LONGYEARBYEN, NORWAY — High above the icy fjord, the vault is almost complete. Inside a frozen mountain not far from the North Pole, workers are building three concrete chambers to withstand global warming, floods and fires, wars and nuclear holocaust.
This Arctic safe, nicknamed the "doomsday vault," will protect millions of crop seeds here on the forbidding Svalbard archipelago, the northernmost inhabited spot on the planet. The survival of Earth's agriculture is being entrusted to a land inhospitable to life, where only the toughest plants, animals and humans endure.
At the entrance to the vault, visitors can see glaciers and frozen wilderness shimmering in the distance. Should the bleakest global warming scenario come true -- a total meltdown of Antarctica and the Arctic, swamping the planet as sea levels rise -- the seeds would be sheltered in their cave here, 400 feet above the Advent Fjord.

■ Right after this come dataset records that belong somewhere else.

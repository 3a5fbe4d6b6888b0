//! Position state carried through the signal scan.

use serde::{Deserialize, Serialize};

/// Whether the simulated strategy currently holds the ticker.
///
/// Passed by value into each scan step and returned updated; there is no
/// shared position flag.
#[derive(Debug, Clone, Copy, PartialEq, Eq, Serialize, Deserialize, Default)]
#[serde(tag = "state", rename_all = "snake_case")]
pub enum PositionState {
    /// Not holding.
    #[default]
    Flat,
    /// Holding since `entered_at` (Unix milliseconds).
    Long { entered_at: i64 },
}

impl PositionState {
    /// Check if this is a long position.
    pub fn is_long(&self) -> bool {
        matches!(self, PositionState::Long { .. })
    }

    /// Entry timestamp of the open position, if any.
    pub fn entered_at(&self) -> Option<i64> {
        match self {
            PositionState::Long { entered_at } => Some(*entered_at),
            PositionState::Flat => None,
        }
    }
}
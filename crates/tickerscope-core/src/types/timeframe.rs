//! Bar sampling intervals.

use serde::{Deserialize, Serialize};
use std::fmt;
use std::str::FromStr;

/// Sampling interval of a series.
///
/// Serialized with the short names used in configuration (`30m`, `1h`, ...).
#[derive(Debug, Clone, Copy, PartialEq, Eq, Hash, Serialize, Deserialize, Default)]
pub enum Timeframe {
    #[serde(rename = "1m")]
    Minute1,
    #[serde(rename = "5m")]
    Minute5,
    #[serde(rename = "15m")]
    Minute15,
    #[serde(rename = "30m")]
    #[default]
    Minute30,
    #[serde(rename = "1h")]
    Hour1,
    #[serde(rename = "1d")]
    Daily,
    #[serde(rename = "1w")]
    Weekly,
}

impl Timeframe {
    const ALL: [Timeframe; 7] = [
        Timeframe::Minute1,
        Timeframe::Minute5,
        Timeframe::Minute15,
        Timeframe::Minute30,
        Timeframe::Hour1,
        Timeframe::Daily,
        Timeframe::Weekly,
    ];

    /// Short configuration name.
    pub fn as_str(&self) -> &'static str {
        match self {
            Timeframe::Minute1 => "1m",
            Timeframe::Minute5 => "5m",
            Timeframe::Minute15 => "15m",
            Timeframe::Minute30 => "30m",
            Timeframe::Hour1 => "1h",
            Timeframe::Daily => "1d",
            Timeframe::Weekly => "1w",
        }
    }

    /// The `interval` query value understood by the chart API.
    pub fn chart_interval(&self) -> &'static str {
        match self {
            Timeframe::Hour1 => "60m",
            Timeframe::Weekly => "1wk",
            other => other.as_str(),
        }
    }

    /// Bars shorter than a trading day; their timestamps carry a time of day.
    pub fn is_intraday(&self) -> bool {
        !matches!(self, Timeframe::Daily | Timeframe::Weekly)
    }
}

impl fmt::Display for Timeframe {
    fn fmt(&self, f: &mut fmt::Formatter<'_>) -> fmt::Result {
        f.write_str(self.as_str())
    }
}

impl FromStr for Timeframe {
    type Err = String;

    /// Accepts the configuration names and the chart API spellings.
    fn from_str(s: &str) -> Result<Self, Self::Err> {
        let wanted = s.trim().to_lowercase();
        Self::ALL
            .into_iter()
            .find(|tf| tf.as_str() == wanted || tf.chart_interval() == wanted)
            .ok_or_else(|| format!("Invalid timeframe: {}", s))
    }
}

#[cfg(test)]
mod tests {
    use super::*;

    #[test]
    fn test_parse_config_and_chart_names() {
        assert_eq!("30m".parse::<Timeframe>().unwrap(), Timeframe::Minute30);
        assert_eq!("60m".parse::<Timeframe>().unwrap(), Timeframe::Hour1);
        assert_eq!(" 1H ".parse::<Timeframe>().unwrap(), Timeframe::Hour1);
        assert_eq!("1wk".parse::<Timeframe>().unwrap(), Timeframe::Weekly);
        assert!("4h".parse::<Timeframe>().is_err());
    }

    #[test]
    fn test_names_round_trip() {
        for tf in Timeframe::ALL {
            assert_eq!(tf.to_string().parse::<Timeframe>().unwrap(), tf);
            assert_eq!(tf.chart_interval().parse::<Timeframe>().unwrap(), tf);
            assert_eq!(serde_json::to_string(&tf).unwrap(), format!("\"{}\"", tf));
        }
    }

    #[test]
    fn test_intraday() {
        assert!(Timeframe::Minute30.is_intraday());
        assert!(Timeframe::Hour1.is_intraday());
        assert!(!Timeframe::Daily.is_intraday());
        assert!(!Timeframe::Weekly.is_intraday());
        assert_eq!(Timeframe::default(), Timeframe::Minute30);
    }
}
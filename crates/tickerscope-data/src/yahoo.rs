//! Yahoo Finance chart API loader.

use async_trait::async_trait;
use reqwest::{header, Client, StatusCode};
use serde::Deserialize;
use std::time::Duration;
use tickerscope_core::error::DataError;
use tickerscope_core::traits::SeriesLoader;
use tickerscope_core::types::{Bar, Series, Timeframe};
use tracing::{debug, info, warn};

const USER_AGENT: &str = "Mozilla/5.0 (X11; Linux x86_64) tickerscope/0.1";

/// Chart API configuration.
#[derive(Debug, Clone)]
pub struct YahooConfig {
    /// API root, e.g. `https://query1.finance.yahoo.com`
    pub base_url: String,
    /// Lookback range, e.g. `1d`, `5d`, `1mo`
    pub range: String,
    /// Bar interval
    pub interval: Timeframe,
    /// Request timeout
    pub timeout: Duration,
}

impl Default for YahooConfig {
    fn default() -> Self {
        Self {
            base_url: "https://query1.finance.yahoo.com".to_string(),
            range: "1mo".to_string(),
            interval: Timeframe::Minute30,
            timeout: Duration::from_secs(30),
        }
    }
}

/// Chart API response types
#[derive(Debug, Deserialize)]
struct ChartEnvelope {
    chart: Chart,
}

#[derive(Debug, Deserialize)]
struct Chart {
    result: Option<Vec<ChartResult>>,
    error: Option<ChartError>,
}

#[derive(Debug, Deserialize)]
struct ChartError {
    code: String,
    description: String,
}

#[derive(Debug, Deserialize)]
struct ChartResult {
    timestamp: Option<Vec<i64>>,
    indicators: ChartIndicators,
}

#[derive(Debug, Deserialize)]
struct ChartIndicators {
    #[serde(default)]
    quote: Vec<ChartQuote>,
}

#[derive(Debug, Deserialize)]
struct ChartQuote {
    open: Option<Vec<Option<f64>>>,
    high: Option<Vec<Option<f64>>>,
    low: Option<Vec<Option<f64>>>,
    close: Option<Vec<Option<f64>>>,
    volume: Option<Vec<Option<f64>>>,
}

fn required<'a>(
    column: &'a Option<Vec<Option<f64>>>,
    name: &str,
    len: usize,
) -> Result<&'a [Option<f64>], DataError> {
    let values = column
        .as_deref()
        .ok_or_else(|| DataError::Malformed(format!("missing {} prices", name)))?;
    if values.len() != len {
        return Err(DataError::Malformed(format!(
            "{} has {} values for {} timestamps",
            name,
            values.len(),
            len
        )));
    }
    Ok(values)
}

/// Turn a decoded chart response into a series.
///
/// Rows with any missing price are dropped. When the API repeats a
/// timestamp (the still-forming bar), the later row wins.
fn parse_chart(symbol: &str, timeframe: Timeframe, envelope: ChartEnvelope) -> Result<Series, DataError> {
    if let Some(error) = envelope.chart.error {
        return Err(if error.code.eq_ignore_ascii_case("not found") {
            DataError::SymbolNotFound(symbol.to_string())
        } else {
            DataError::Provider(format!("{}: {}", error.code, error.description))
        });
    }

    let result = envelope
        .chart
        .result
        .and_then(|results| results.into_iter().next())
        .ok_or(DataError::NoDataAvailable)?;

    let timestamps = match result.timestamp {
        Some(ts) if !ts.is_empty() => ts,
        _ => return Err(DataError::NoDataAvailable),
    };

    let quote = result
        .indicators
        .quote
        .first()
        .ok_or_else(|| DataError::Malformed("missing quote block".into()))?;

    let len = timestamps.len();
    let opens = required(&quote.open, "open", len)?;
    let highs = required(&quote.high, "high", len)?;
    let lows = required(&quote.low, "low", len)?;
    let closes = required(&quote.close, "close", len)?;
    let volumes = quote.volume.as_deref().unwrap_or(&[]);

    let mut bars: Vec<Bar> = Vec::with_capacity(len);
    let mut skipped = 0usize;

    for (i, &ts) in timestamps.iter().enumerate() {
        let (Some(open), Some(high), Some(low), Some(close)) = (opens[i], highs[i], lows[i], closes[i])
        else {
            skipped += 1;
            continue;
        };
        let volume = volumes.get(i).copied().flatten().unwrap_or(0.0);
        let bar = Bar::new(ts * 1000, open, high, low, close, volume);

        match bars.last_mut() {
            Some(last) if last.timestamp == bar.timestamp => *last = bar,
            _ => bars.push(bar),
        }
    }

    if skipped > 0 {
        debug!(symbol, skipped, "Dropped incomplete chart rows");
    }

    Series::from_unordered(symbol, timeframe, bars)
}

/// Chart API client.
pub struct YahooChartLoader {
    config: YahooConfig,
    client: Client,
}

impl YahooChartLoader {
    /// Create a new chart client.
    pub fn new(config: YahooConfig) -> Result<Self, DataError> {
        let mut headers = header::HeaderMap::new();
        headers.insert(header::USER_AGENT, header::HeaderValue::from_static(USER_AGENT));

        let client = Client::builder()
            .default_headers(headers)
            .timeout(config.timeout)
            .build()
            .map_err(|e| DataError::Connection(e.to_string()))?;

        Ok(Self { config, client })
    }

    fn chart_url(&self, symbol: &str) -> String {
        format!(
            "{}/v8/finance/chart/{}",
            self.config.base_url.trim_end_matches('/'),
            symbol
        )
    }
}

#[async_trait]
impl SeriesLoader for YahooChartLoader {
    async fn load(&self, symbol: &str) -> Result<Series, DataError> {
        let url = self.chart_url(symbol);
        debug!(symbol, url = %url, range = %self.config.range, interval = %self.config.interval, "Fetching chart");

        let resp = self
            .client
            .get(&url)
            .query(&[
                ("range", self.config.range.as_str()),
                ("interval", self.config.interval.chart_interval()),
            ])
            .send()
            .await
            .map_err(|e| DataError::Connection(e.to_string()))?;

        let status = resp.status();
        let body = resp
            .text()
            .await
            .map_err(|e| DataError::Connection(e.to_string()))?;

        // Error responses still carry a chart envelope with the reason.
        let envelope: ChartEnvelope = match serde_json::from_str(&body) {
            Ok(envelope) => envelope,
            Err(_) if status == StatusCode::NOT_FOUND => {
                return Err(DataError::SymbolNotFound(symbol.to_string()))
            }
            Err(_) if !status.is_success() => {
                warn!(symbol, %status, "Chart request failed");
                return Err(DataError::Provider(format!("{}: {}", status, body)));
            }
            Err(e) => return Err(DataError::Malformed(e.to_string())),
        };

        let series = parse_chart(symbol, self.config.interval, envelope)?;
        info!(symbol, bars = series.len(), "Fetched chart data");
        Ok(series)
    }

    fn name(&self) -> &str {
        "yahoo"
    }
}
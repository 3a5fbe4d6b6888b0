//! Momentum indicators.

use tickerscope_core::traits::Indicator;

use crate::moving_average::rolling_mean;
use crate::simd::split_changes_simd;

/// Relative Strength Index (RSI).
///
/// Measures the speed and magnitude of recent price changes
/// to evaluate overbought or oversold conditions. Average gain and loss are
/// plain rolling means over `period` close-to-close changes (no Wilder
/// smoothing), so the value at bar `i` needs `period + 1` closes.
///
/// When the average loss over the window is zero the ratio is undefined and
/// the RSI is reported as 100. This includes a window with no price movement.
#[derive(Debug, Clone)]
pub struct Rsi {
    period: usize,
    name: String,
}

impl Rsi {
    /// Create a new RSI indicator.
    ///
    /// Common periods are 14 (default) or 9.
    pub fn new(period: usize) -> Self {
        assert!(period > 0, "Period must be greater than 0");
        Self {
            period,
            name: format!("RSI_{}", period),
        }
    }

    #[inline]
    fn from_averages(avg_gain: f64, avg_loss: f64) -> f64 {
        if avg_loss == 0.0 {
            100.0
        } else {
            100.0 - (100.0 / (1.0 + avg_gain / avg_loss))
        }
    }
}

impl Default for Rsi {
    fn default() -> Self {
        Self::new(14)
    }
}

impl Indicator for Rsi {
    fn calculate(&self, data: &[f64]) -> Vec<f64> {
        if data.len() <= self.period {
            return vec![];
        }

        let (gains, losses) = split_changes_simd(data);
        let avg_gains = rolling_mean(&gains, self.period);
        let avg_losses = rolling_mean(&losses, self.period);

        avg_gains
            .iter()
            .zip(avg_losses.iter())
            .map(|(&gain, &loss)| Self::from_averages(gain, loss))
            .collect()
    }

    fn period(&self) -> usize {
        self.period + 1 // Need period+1 data points
    }

    fn name(&self) -> &str {
        &self.name
    }
}
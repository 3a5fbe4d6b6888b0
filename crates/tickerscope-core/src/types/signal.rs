//! Crossover signal emitted once per bar.

use serde::{Deserialize, Serialize};
use std::fmt;

/// Per-bar output of the crossover state machine.
#[derive(Debug, Clone, Copy, PartialEq, Eq, Hash, Serialize, Deserialize, Default)]
#[serde(rename_all = "snake_case")]
pub enum Signal {
    /// Flat -> Long transition; a buy is executed at the bar's open.
    Enter,
    /// Long -> Flat transition; a sell is executed at the bar's close.
    Exit,
    /// Staying long.
    HoldLong,
    /// No position, or no comparable indicator values yet.
    #[default]
    Flat,
}

impl Signal {
    /// Whether this signal changes the position and produces a deal.
    #[inline]
    pub fn is_transition(&self) -> bool {
        matches!(self, Signal::Enter | Signal::Exit)
    }
}

impl fmt::Display for Signal {
    fn fmt(&self, f: &mut fmt::Formatter<'_>) -> fmt::Result {
        let s = match self {
            Signal::Enter => "enter",
            Signal::Exit => "exit",
            Signal::HoldLong => "hold_long",
            Signal::Flat => "flat",
        };
        write!(f, "{}", s)
    }
}
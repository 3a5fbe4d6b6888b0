//! Logging setup.

use std::path::Path;
use tracing_appender::non_blocking::WorkerGuard;
use tracing_subscriber::{fmt, prelude::*, EnvFilter};

/// Setup logging with the given level.
///
/// When `file` is set, events are also appended to that file. The returned
/// guard must stay alive until shutdown so buffered lines are flushed.
pub fn setup_logging(level: &str, json: bool, file: Option<&Path>) -> Option<WorkerGuard> {
    let filter = EnvFilter::try_from_default_env().unwrap_or_else(|_| EnvFilter::new(level));

    let (file_layer, guard) = match file {
        Some(path) => {
            let dir = path.parent().filter(|p| !p.as_os_str().is_empty());
            let name = path.file_name().unwrap_or(path.as_os_str());
            let appender = tracing_appender::rolling::never(dir.unwrap_or(Path::new(".")), name);
            let (writer, guard) = tracing_appender::non_blocking(appender);
            let layer = fmt::layer().json().with_writer(writer).with_ansi(false);
            (Some(layer), Some(guard))
        }
        None => (None, None),
    };

    let registry = tracing_subscriber::registry().with(filter).with(file_layer);

    if json {
        registry
            .with(fmt::layer().json().with_writer(std::io::stderr))
            .init();
    } else {
        registry
            .with(fmt::layer().pretty().with_writer(std::io::stderr))
            .init();
    }

    guard
}
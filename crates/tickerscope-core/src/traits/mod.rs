//! Core traits for the analysis pipeline.

mod data_source;
mod indicator;
mod sink;

pub use data_source::SeriesLoader;
pub use indicator::Indicator;
pub use sink::ResultSink;
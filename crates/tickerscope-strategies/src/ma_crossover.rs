//! Moving Average Crossover signal generator.
//!
//! Enters when the short MA is at or above the long MA and exits when it
//! drops below. Equality keeps (or opens) the long position.

use serde::{Deserialize, Serialize};
use tickerscope_core::error::StrategyError;
use tickerscope_core::types::{PositionState, Series, Signal};
use tickerscope_indicators::IndicatorFrame;
use tracing::{debug, trace};

/// Relative slack under which two averages count as equal.
///
/// Averages over different window lengths accumulate different rounding
/// error, so a flat price can leave the long average a few ulps above the
/// short one.
pub const TIE_TOLERANCE: f64 = 1e-9;

/// Short average at or above the long one, treating near-equal values as a tie.
#[inline]
fn is_bullish(short: f64, long: f64) -> bool {
    short >= long - TIE_TOLERANCE * long.abs().max(1.0)
}

/// Configuration for the crossover signal generator.
#[derive(Debug, Clone, Copy, PartialEq, Eq, Serialize, Deserialize)]
pub struct CrossoverConfig {
    /// Short moving average window
    pub short_window: usize,
    /// Long moving average window
    pub long_window: usize,
}

impl Default for CrossoverConfig {
    fn default() -> Self {
        Self {
            short_window: 5,
            long_window: 30,
        }
    }
}

impl CrossoverConfig {
    /// Validate the configuration.
    pub fn validate(&self) -> Result<(), StrategyError> {
        if self.short_window == 0 {
            return Err(StrategyError::InvalidConfig(
                "Short window must be greater than 0".into(),
            ));
        }
        if self.short_window >= self.long_window {
            return Err(StrategyError::InvalidConfig(format!(
                "Short window ({}) must be less than long window ({})",
                self.short_window, self.long_window
            )));
        }
        Ok(())
    }
}

/// Signals for every bar plus the position left open at the end.
#[derive(Debug, Clone, PartialEq)]
pub struct SignalScan {
    pub signals: Vec<Signal>,
    pub final_state: PositionState,
}

/// Crossover state machine.
#[derive(Debug, Clone)]
pub struct CrossoverSignals {
    config: CrossoverConfig,
}

impl CrossoverSignals {
    /// Create a generator from a validated configuration.
    pub fn new(config: CrossoverConfig) -> Result<Self, StrategyError> {
        config.validate()?;
        Ok(Self { config })
    }

    /// One transition of the state machine.
    ///
    /// | state | short vs long | signal   | next state |
    /// |-------|---------------|----------|------------|
    /// | Flat  | short >= long | Enter    | Long       |
    /// | Flat  | short <  long | Flat     | Flat       |
    /// | Long  | short >= long | HoldLong | Long       |
    /// | Long  | short <  long | Exit     | Flat       |
    ///
    /// Averages within [`TIE_TOLERANCE`] of each other compare as equal.
    /// A missing average yields `Flat` and leaves the state untouched.
    pub fn step(
        state: PositionState,
        short: Option<f64>,
        long: Option<f64>,
        timestamp: i64,
    ) -> (Signal, PositionState) {
        let (Some(short), Some(long)) = (short, long) else {
            return (Signal::Flat, state);
        };

        let bullish = is_bullish(short, long);
        match (state, bullish) {
            (PositionState::Flat, true) => (
                Signal::Enter,
                PositionState::Long {
                    entered_at: timestamp,
                },
            ),
            (PositionState::Flat, false) => (Signal::Flat, PositionState::Flat),
            (long_state @ PositionState::Long { .. }, true) => (Signal::HoldLong, long_state),
            (PositionState::Long { .. }, false) => (Signal::Exit, PositionState::Flat),
        }
    }

    /// Scan the series in timestamp order.
    ///
    /// The first bar has nothing to compare against and is always `Flat`.
    pub fn generate(
        &self,
        series: &Series,
        frame: &IndicatorFrame,
    ) -> Result<SignalScan, StrategyError> {
        let short = self.column(frame, self.config.short_window)?;
        let long = self.column(frame, self.config.long_window)?;

        if short.len() != series.len() || long.len() != series.len() {
            return Err(StrategyError::InvalidConfig(format!(
                "indicator frame has {} slots for a series of {} bars",
                short.len().min(long.len()),
                series.len()
            )));
        }

        let mut signals = Vec::with_capacity(series.len());
        let mut state = PositionState::Flat;

        for (index, bar) in series.iter().enumerate() {
            let signal = if index == 0 {
                Signal::Flat
            } else {
                let (signal, next) = Self::step(state, short[index], long[index], bar.timestamp);
                state = next;
                signal
            };

            if signal.is_transition() {
                trace!(
                    symbol = series.symbol(),
                    index,
                    timestamp = bar.timestamp,
                    signal = %signal,
                    "Crossover transition"
                );
            }
            signals.push(signal);
        }

        debug!(
            symbol = series.symbol(),
            entries = signals.iter().filter(|s| **s == Signal::Enter).count(),
            exits = signals.iter().filter(|s| **s == Signal::Exit).count(),
            open_at_end = state.is_long(),
            "Generated crossover signals"
        );

        Ok(SignalScan {
            signals,
            final_state: state,
        })
    }

    fn column<'a>(
        &self,
        frame: &'a IndicatorFrame,
        window: usize,
    ) -> Result<&'a [Option<f64>], StrategyError> {
        frame.moving_average(window).ok_or_else(|| {
            StrategyError::InvalidConfig(format!(
                "moving average window {} was not computed",
                window
            ))
        })
    }
}
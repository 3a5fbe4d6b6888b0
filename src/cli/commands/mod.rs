//! CLI command implementations.

pub mod analyze;
pub mod fetch;
pub mod validate;

use anyhow::{Context, Result};
use std::sync::Arc;
use std::time::Duration;
use tickerscope_config::{DataConfig, DataSourceKind};
use tickerscope_core::traits::SeriesLoader;
use tickerscope_data::{CsvSeriesLoader, YahooChartLoader, YahooConfig};

/// Chart API settings from the `data` section.
pub fn yahoo_config(data: &DataConfig) -> YahooConfig {
    YahooConfig {
        base_url: data.base_url.clone(),
        range: data.range.clone(),
        interval: data.interval,
        timeout: Duration::from_secs(data.timeout_secs),
    }
}

/// Build the configured series loader.
pub fn build_loader(data: &DataConfig) -> Result<Arc<dyn SeriesLoader>> {
    let loader: Arc<dyn SeriesLoader> = match data.source {
        DataSourceKind::Yahoo => Arc::new(
            YahooChartLoader::new(yahoo_config(data)).context("Failed to create chart client")?,
        ),
        DataSourceKind::Csv => Arc::new(CsvSeriesLoader::new(&data.csv_dir, data.interval)),
    };
    Ok(loader)
}
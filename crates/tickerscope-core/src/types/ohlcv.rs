//! OHLCV (Open, High, Low, Close, Volume) data types.

use chrono::{DateTime, Utc};
use serde::{Deserialize, Serialize};

use super::{datetime_from_millis, Timeframe};
use crate::error::DataError;

/// One sampled observation.
/// Uses f64 for fast indicator calculations.
#[derive(Debug, Clone, Copy, PartialEq, Serialize, Deserialize)]
pub struct Bar {
    /// Unix timestamp in milliseconds
    pub timestamp: i64,
    /// Opening price
    pub open: f64,
    /// Highest price
    pub high: f64,
    /// Lowest price
    pub low: f64,
    /// Closing price
    pub close: f64,
    /// Trading volume
    pub volume: f64,
}

impl Bar {
    /// Create a new bar.
    pub fn new(timestamp: i64, open: f64, high: f64, low: f64, close: f64, volume: f64) -> Self {
        Self {
            timestamp,
            open,
            high,
            low,
            close,
            volume,
        }
    }

    /// Get the timestamp as a DateTime.
    pub fn datetime(&self) -> DateTime<Utc> {
        datetime_from_millis(self.timestamp)
    }

    /// Check that every price field holds a finite number.
    #[inline]
    pub fn has_finite_prices(&self) -> bool {
        [self.open, self.high, self.low, self.close]
            .iter()
            .all(|p| p.is_finite())
    }
}

/// Ordered, immutable bar history for one ticker.
///
/// Construction enforces the series invariants: at least one bar, strictly
/// increasing timestamps and finite prices. Nothing downstream re-checks them.
#[derive(Debug, Clone, PartialEq)]
pub struct Series {
    symbol: String,
    timeframe: Timeframe,
    bars: Vec<Bar>,
}

impl Series {
    /// Build a series from bars already ordered by ascending timestamp.
    pub fn new(
        symbol: impl Into<String>,
        timeframe: Timeframe,
        bars: Vec<Bar>,
    ) -> Result<Self, DataError> {
        let symbol = symbol.into();

        if bars.is_empty() {
            return Err(DataError::NoDataAvailable);
        }

        if let Some(bad) = bars.iter().find(|b| !b.has_finite_prices()) {
            return Err(DataError::Malformed(format!(
                "{}: non-finite price at timestamp {}",
                symbol, bad.timestamp
            )));
        }

        if let Some(pair) = bars.windows(2).find(|w| w[1].timestamp <= w[0].timestamp) {
            return Err(DataError::Malformed(format!(
                "{}: timestamps not strictly increasing ({} then {})",
                symbol, pair[0].timestamp, pair[1].timestamp
            )));
        }

        Ok(Self {
            symbol,
            timeframe,
            bars,
        })
    }

    /// Build a series from bars in any order.
    ///
    /// Bars are sorted by timestamp; duplicated timestamps are still rejected.
    pub fn from_unordered(
        symbol: impl Into<String>,
        timeframe: Timeframe,
        mut bars: Vec<Bar>,
    ) -> Result<Self, DataError> {
        bars.sort_by_key(|b| b.timestamp);
        Self::new(symbol, timeframe, bars)
    }

    /// Ticker symbol.
    pub fn symbol(&self) -> &str {
        &self.symbol
    }

    /// Bar timeframe.
    pub fn timeframe(&self) -> Timeframe {
        self.timeframe
    }

    /// Get the number of bars.
    #[inline]
    pub fn len(&self) -> usize {
        self.bars.len()
    }

    /// Always false for a constructed series; kept for slice-like ergonomics.
    #[inline]
    pub fn is_empty(&self) -> bool {
        self.bars.is_empty()
    }

    /// Get all bars as a slice.
    pub fn bars(&self) -> &[Bar] {
        &self.bars
    }

    /// Get a bar by index (0 = oldest).
    pub fn get(&self, index: usize) -> Option<&Bar> {
        self.bars.get(index)
    }

    /// Get the last bar.
    pub fn last(&self) -> Option<&Bar> {
        self.bars.last()
    }

    /// Extract close prices as a vector.
    pub fn closes(&self) -> Vec<f64> {
        self.bars.iter().map(|b| b.close).collect()
    }

    /// Extract timestamps as a vector.
    pub fn timestamps(&self) -> Vec<i64> {
        self.bars.iter().map(|b| b.timestamp).collect()
    }

    /// Get an iterator over the bars.
    pub fn iter(&self) -> impl Iterator<Item = &Bar> {
        self.bars.iter()
    }
}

In case of an electricity blackout, the permafrost ensures that the seeds would remain refrigerated in the state-of-the-art Svalbard Global Seed Vault. Recalling the opening scene of the old "Get Smart" television show, airlocks, steel-reinforced doors and a video-monitoring system operated from Sweden hundreds of miles away are designed to protect the $6-million vault deep inside the mountain.
National seed banks around the world might be devastated by natural disasters or raided in a war, but the remoteness of the Svalbard vault makes it the ultimate safety backup.
"This is a library of life," said Cary Fowler, director of the Global Crop Diversity Trust, an international foundation that protects the world's crop seeds. "We'll be taking the knowledge embodied in these genes to fashion new solutions."
Agriculture continually has to adapt to the changing conditions on the planet, be they climate shifts, new pests and diseases, or increasing demand for food as the world's population grows. Earth's biological diversity, however, is facing its worst threat in centuries, brought on by more aggressive farming methods, environmental degradation and changing weather patterns.
In the last century, as much as 75% of the genetic diversity -- hundreds of thousands of plant varieties -- has been lost, according to the United Nations Food and Agriculture Organization. Every day, another plant variety becomes extinct.